▶ [Task objective] The data below has to be returned exactly, down to the last character.

[Saved data entries]
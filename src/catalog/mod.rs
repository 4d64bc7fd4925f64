pub mod schema;
pub mod types;

use crate::catalog::schema::{CompareRule, Rule};

/// Rules contributed for one column by an external schema/config source.
#[derive(Debug, Clone, Default, PartialEq, Eq)]
pub struct RuleSet {
    pub rules: Vec<Rule>,
    pub compare: Vec<CompareRule>,
}

impl RuleSet {
    pub fn is_empty(&self) -> bool {
        self.rules.is_empty() && self.compare.is_empty()
    }
}

/// Schema/config collaborator consulted once per column when a table schema
/// is built.
pub trait RuleSource: Send + Sync {
    fn column_rules(&self, table: &str, column: &str) -> RuleSet;
}

/// Rule source that contributes nothing.
#[derive(Debug, Clone, Copy, Default)]
pub struct NoRules;

impl RuleSource for NoRules {
    fn column_rules(&self, _table: &str, _column: &str) -> RuleSet {
        RuleSet::default()
    }
}
use crate::catalog::types::RowKey;
use crate::error::OrmError;

#[derive(Debug, Clone, Copy, PartialEq, Eq)]
pub enum MessageLevel {
    Warning,
    Error,
}

/// User-facing record of a failure handled in communication mode.
#[derive(Debug, Clone, PartialEq, Eq)]
pub struct Message {
    pub level: MessageLevel,
    pub code: &'static str,
    pub table: String,
    pub key: Option<RowKey>,
    pub text: String,
}

impl Message {
    pub fn from_error(err: &OrmError, table: &str, key: Option<RowKey>) -> Self {
        Self {
            level: MessageLevel::Error,
            code: err.code_str(),
            table: table.to_string(),
            key,
            text: err.to_string(),
        }
    }

    pub fn warning(
        code: &'static str,
        table: &str,
        key: Option<RowKey>,
        text: impl Into<String>,
    ) -> Self {
        Self {
            level: MessageLevel::Warning,
            code,
            table: table.to_string(),
            key,
            text: text.into(),
        }
    }
}

impl std::fmt::Display for Message {
    fn fmt(&self, f: &mut std::fmt::Formatter<'_>) -> std::fmt::Result {
        match self.key {
            Some(key) => write!(f, "[{}] {}#{}: {}", self.code, self.table, key, self.text),
            None => write!(f, "[{}] {}: {}", self.code, self.table, self.text),
        }
    }
}

#[cfg(test)]
mod tests {
    use super::{Message, MessageLevel};
    use crate::error::{OrmError, StoreError};

    #[test]
    fn store_errors_become_error_messages() {
        let err = OrmError::from(StoreError::ConnectionLost("reset by peer".into()));
        let message = Message::from_error(&err, "users", Some(7));
        assert_eq!(message.level, MessageLevel::Error);
        assert_eq!(message.code, "store");
        assert_eq!(message.to_string(), "[store] users#7: connection lost: reset by peer");
    }
}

▶ [The completed task]
filename src/catalog/mod.rs
repository 4d64bc7fd4925f64
pub mod schema;
pub mod types;

use crate::catalog::schema::{CompareRule, Rule};

/// Rules contributed for one column by an external schema/config source.
#[derive(Debug, Clone, Default, PartialEq, Eq)]
pub struct RuleSet {
    pub rules: Vec<Rule>,
    pub compare: Vec<CompareRule>,
}

impl RuleSet {
    pub fn is_empty(&self) -> bool {
        self.rules.is_empty() && self.compare.is_empty()
    }
}

/// Schema/config collaborator consulted once per column when a table schema
/// is built.
pub trait RuleSource: Send + Sync {
    fn column_rules(&self, table: &str, column: &str) -> RuleSet;
}

/// Rule source that contributes nothing.
#[derive(Debug, Clone, Copy, Default)]
pub struct NoRules;

impl RuleSource for NoRules {
    fn column_rules(&self, _table: &str, _column: &str) -> RuleSet {
        RuleSet::default()
    }
}
use crate::catalog::types::RowKey;
use crate::error::OrmError;

#[derive(Debug, Clone, Copy, PartialEq, Eq)]
pub enum MessageLevel {
    Warning,
    Error,
}

/// User-facing record of a failure handled in communication mode.
#[derive(Debug, Clone, PartialEq, Eq)]
pub struct Message {
    pub level: MessageLevel,
    pub code: &'static str,
    pub table: String,
    pub key: Option<RowKey>,
    pub text: String,
}

impl Message {
    pub fn from_error(err: &OrmError, table: &str, key: Option<RowKey>) -> Self {
        Self {
            level: MessageLevel::Error,
            code: err.code_str(),
            table: table.to_string(),
            key,
            text: err.to_string(),
        }
    }

    pub fn warning(
        code: &'static str,
        table: &str,
        key: Option<RowKey>,
        text: impl Into<String>,
    ) -> Self {
        Self {
            level: MessageLevel::Warning,
            code,
            table: table.to_string(),
            key,
            text: text.into(),
        }
    }
}

impl std::fmt::Display for Message {
    fn fmt(&self, f: &mut std::fmt::Formatter<'_>) -> std::fmt::Result {
        match self.key {
            Some(key) => write!(f, "[{}] {}#{}: {}", self.code, self.table, key, self.text),
            None => write!(f, "[{}] {}: {}", self.code, self.table, self.text),
        }
    }
}

#[cfg(test)]
mod tests {
    use super::{Message, MessageLevel};
    use crate::error::{OrmError, StoreError};

    #[test]
    fn store_errors_become_error_messages() {
        let err = OrmError::from(StoreError::ConnectionLost("reset by peer".into()));
        let message = Message::from_error(&err, "users", Some(7));
        assert_eq!(message.level, MessageLevel::Error);
        assert_eq!(message.code, "store");
        assert_eq!(message.to_string(), "[store] users#7: connection lost: reset by peer");
    }
}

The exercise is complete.